Dataset records:
◆ ◆ ◆ ◆ ◆

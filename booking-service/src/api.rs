use axum::{
    extract::{
        rejection::{JsonRejection, PathRejection},
        Path, Query, State,
    },
    http::StatusCode,
    middleware,
    response::{IntoResponse, Response},
    routing::{get, post},
    Json, Router,
};
use cine_booking::metrics::{metrics_endpoint, metrics_middleware};
use cine_booking::{
    BookingError, MovieDetails, NewMovie, NewShowing, Payment, ReserveRequest, SeatMap,
    SeatMapMode, Showing, ShowingSummary, TicketChanges, TicketDetails,
};
use serde::{Deserialize, Serialize};
use tower::ServiceBuilder;
use tower_http::{cors::CorsLayer, trace::TraceLayer};
use tracing::error;

use crate::service::BookingService;

pub fn router(service: BookingService) -> Router {
    let api = Router::new()
        .route("/health", get(health_check))
        .route("/movies", get(list_movies).post(create_movie))
        .route("/movies/:id", get(get_movie))
        .route("/movies/:id/showings", get(list_movie_showings))
        .route("/showings", get(list_showings).post(create_showing))
        .route("/showings/:id", get(get_showing))
        .route("/showings/:id/seats", get(get_seat_map))
        .route("/tickets", get(list_tickets).post(create_ticket))
        .route("/tickets/:id", get(get_ticket).patch(update_ticket))
        .route("/tickets/:id/pay", post(pay_ticket));

    Router::new()
        .nest("/api/v1", api)
        .route("/metrics", get(metrics_endpoint))
        .layer(middleware::from_fn_with_state(
            service.metrics.clone(),
            metrics_middleware,
        ))
        .layer(
            ServiceBuilder::new()
                .layer(TraceLayer::new_for_http())
                .layer(CorsLayer::permissive()),
        )
        .with_state(service)
}

/// Error body returned to clients.
#[derive(Debug, Serialize, Deserialize)]
pub struct ErrorBody {
    pub code: String,
    pub detail: String,
    #[serde(skip_serializing_if = "Option::is_none")]
    pub field: Option<String>,
}

#[derive(Debug)]
pub struct ApiError(BookingError);

impl From<BookingError> for ApiError {
    fn from(error: BookingError) -> Self {
        Self(error)
    }
}

impl IntoResponse for ApiError {
    fn into_response(self) -> Response {
        let (status, code) = match &self.0 {
            BookingError::Validation { .. } => (StatusCode::BAD_REQUEST, "VALIDATION_ERROR"),
            BookingError::SeatConflict { .. } => (StatusCode::CONFLICT, "SEAT_CONFLICT"),
            BookingError::ShowingConflict { .. } => (StatusCode::CONFLICT, "SHOWING_CONFLICT"),
            BookingError::Busy { .. } => (StatusCode::CONFLICT, "BUSY"),
            BookingError::NotFound { .. } => (StatusCode::NOT_FOUND, "NOT_FOUND"),
            _ => (StatusCode::INTERNAL_SERVER_ERROR, "INTERNAL_SERVER_ERROR"),
        };

        let detail = if self.0.is_client_error() {
            self.0.to_string()
        } else {
            error!(error = %self.0, "Request failed");
            "Internal server error".to_string()
        };
        let field = match &self.0 {
            BookingError::Validation { field, .. } => Some(field.to_string()),
            _ => None,
        };

        let body = ErrorBody {
            code: code.to_string(),
            detail,
            field,
        };
        (status, Json(body)).into_response()
    }
}

type ApiResult<T> = std::result::Result<T, ApiError>;
type IdPath = std::result::Result<Path<u64>, PathRejection>;

/// Malformed or incomplete JSON is reported as a validation failure.
fn payload<T>(body: std::result::Result<Json<T>, JsonRejection>) -> ApiResult<T> {
    body.map(|Json(value)| value)
        .map_err(|rejection| BookingError::validation("body", rejection.body_text()).into())
}

/// Non-numeric path ids get the same error body as any other bad input.
fn path_id(path: IdPath) -> ApiResult<u64> {
    path.map(|Path(id)| id)
        .map_err(|rejection| BookingError::validation("id", rejection.body_text()).into())
}

async fn health_check() -> Json<serde_json::Value> {
    Json(serde_json::json!({
        "status": "ok",
        "timestamp": chrono::Utc::now().to_rfc3339(),
        "service": "booking-service"
    }))
}

async fn list_movies(
    State(service): State<BookingService>,
) -> ApiResult<Json<Vec<MovieDetails>>> {
    let movies = service.catalog.list_movies().await?;
    Ok(Json(movies.into_iter().map(MovieDetails::from).collect()))
}

async fn create_movie(
    State(service): State<BookingService>,
    body: std::result::Result<Json<NewMovie>, JsonRejection>,
) -> ApiResult<(StatusCode, Json<MovieDetails>)> {
    let movie = service.catalog.create_movie(payload(body)?).await?;
    Ok((StatusCode::CREATED, Json(movie.into())))
}

async fn get_movie(
    State(service): State<BookingService>,
    id: IdPath,
) -> ApiResult<Json<MovieDetails>> {
    Ok(Json(service.catalog.get_movie(path_id(id)?).await?.into()))
}

async fn list_movie_showings(
    State(service): State<BookingService>,
    id: IdPath,
) -> ApiResult<Json<Vec<ShowingSummary>>> {
    Ok(Json(service.catalog.list_showings_for_movie(path_id(id)?).await?))
}

async fn list_showings(
    State(service): State<BookingService>,
) -> ApiResult<Json<Vec<ShowingSummary>>> {
    Ok(Json(service.catalog.list_showings().await?))
}

async fn create_showing(
    State(service): State<BookingService>,
    body: std::result::Result<Json<NewShowing>, JsonRejection>,
) -> ApiResult<(StatusCode, Json<Showing>)> {
    let showing = service.catalog.create_showing(payload(body)?).await?;
    Ok((StatusCode::CREATED, Json(showing)))
}

async fn get_showing(
    State(service): State<BookingService>,
    id: IdPath,
) -> ApiResult<Json<ShowingSummary>> {
    Ok(Json(service.catalog.get_showing(path_id(id)?).await?))
}

#[derive(Debug, Deserialize)]
struct SeatMapQuery {
    include: Option<String>,
}

async fn get_seat_map(
    State(service): State<BookingService>,
    id: IdPath,
    Query(query): Query<SeatMapQuery>,
) -> ApiResult<Json<SeatMap>> {
    let mode = match query.include.as_deref() {
        Some("status") => SeatMapMode::Detailed,
        _ => SeatMapMode::Summary,
    };
    Ok(Json(service.tickets.seat_map(path_id(id)?, mode).await?))
}

async fn list_tickets(
    State(service): State<BookingService>,
) -> ApiResult<Json<Vec<TicketDetails>>> {
    let tickets = service.tickets.list_tickets().await?;
    Ok(Json(tickets.into_iter().map(TicketDetails::from).collect()))
}

async fn create_ticket(
    State(service): State<BookingService>,
    body: std::result::Result<Json<ReserveRequest>, JsonRejection>,
) -> ApiResult<(StatusCode, Json<TicketDetails>)> {
    let ticket = service.tickets.reserve(payload(body)?).await?;
    Ok((StatusCode::CREATED, Json(ticket.into())))
}

async fn get_ticket(
    State(service): State<BookingService>,
    id: IdPath,
) -> ApiResult<Json<TicketDetails>> {
    Ok(Json(service.tickets.get_ticket(path_id(id)?).await?.into()))
}

async fn update_ticket(
    State(service): State<BookingService>,
    id: IdPath,
    body: std::result::Result<Json<TicketChanges>, JsonRejection>,
) -> ApiResult<Json<TicketDetails>> {
    let id = path_id(id)?;
    Ok(Json(service.tickets.update(id, payload(body)?).await?.into()))
}

async fn pay_ticket(
    State(service): State<BookingService>,
    id: IdPath,
) -> ApiResult<Json<TicketDetails>> {
    let Payment { ticket, .. } = service.tickets.pay(path_id(id)?).await?;
    Ok(Json(ticket.into()))
}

◆ ◆ ◆ ◆ ◆

Problem details — Take the lines above from the first through the one containing "pub struct ErrorBody" and reproduce them exactly; include nothing else.

Task answer —
filename booking-service/src/api.rs
use axum::{
    extract::{
        rejection::{JsonRejection, PathRejection},
        Path, Query, State,
    },
    http::StatusCode,
    middleware,
    response::{IntoResponse, Response},
    routing::{get, post},
    Json, Router,
};
use cine_booking::metrics::{metrics_endpoint, metrics_middleware};
use cine_booking::{
    BookingError, MovieDetails, NewMovie, NewShowing, Payment, ReserveRequest, SeatMap,
    SeatMapMode, Showing, ShowingSummary, TicketChanges, TicketDetails,
};
use serde::{Deserialize, Serialize};
use tower::ServiceBuilder;
use tower_http::{cors::CorsLayer, trace::TraceLayer};
use tracing::error;

use crate::service::BookingService;

pub fn router(service: BookingService) -> Router {
    let api = Router::new()
        .route("/health", get(health_check))
        .route("/movies", get(list_movies).post(create_movie))
        .route("/movies/:id", get(get_movie))
        .route("/movies/:id/showings", get(list_movie_showings))
        .route("/showings", get(list_showings).post(create_showing))
        .route("/showings/:id", get(get_showing))
        .route("/showings/:id/seats", get(get_seat_map))
        .route("/tickets", get(list_tickets).post(create_ticket))
        .route("/tickets/:id", get(get_ticket).patch(update_ticket))
        .route("/tickets/:id/pay", post(pay_ticket));

    Router::new()
        .nest("/api/v1", api)
        .route("/metrics", get(metrics_endpoint))
        .layer(middleware::from_fn_with_state(
            service.metrics.clone(),
            metrics_middleware,
        ))
        .layer(
            ServiceBuilder::new()
                .layer(TraceLayer::new_for_http())
                .layer(CorsLayer::permissive()),
        )
        .with_state(service)
}

/// Error body returned to clients.
#[derive(Debug, Serialize, Deserialize)]
pub struct ErrorBody {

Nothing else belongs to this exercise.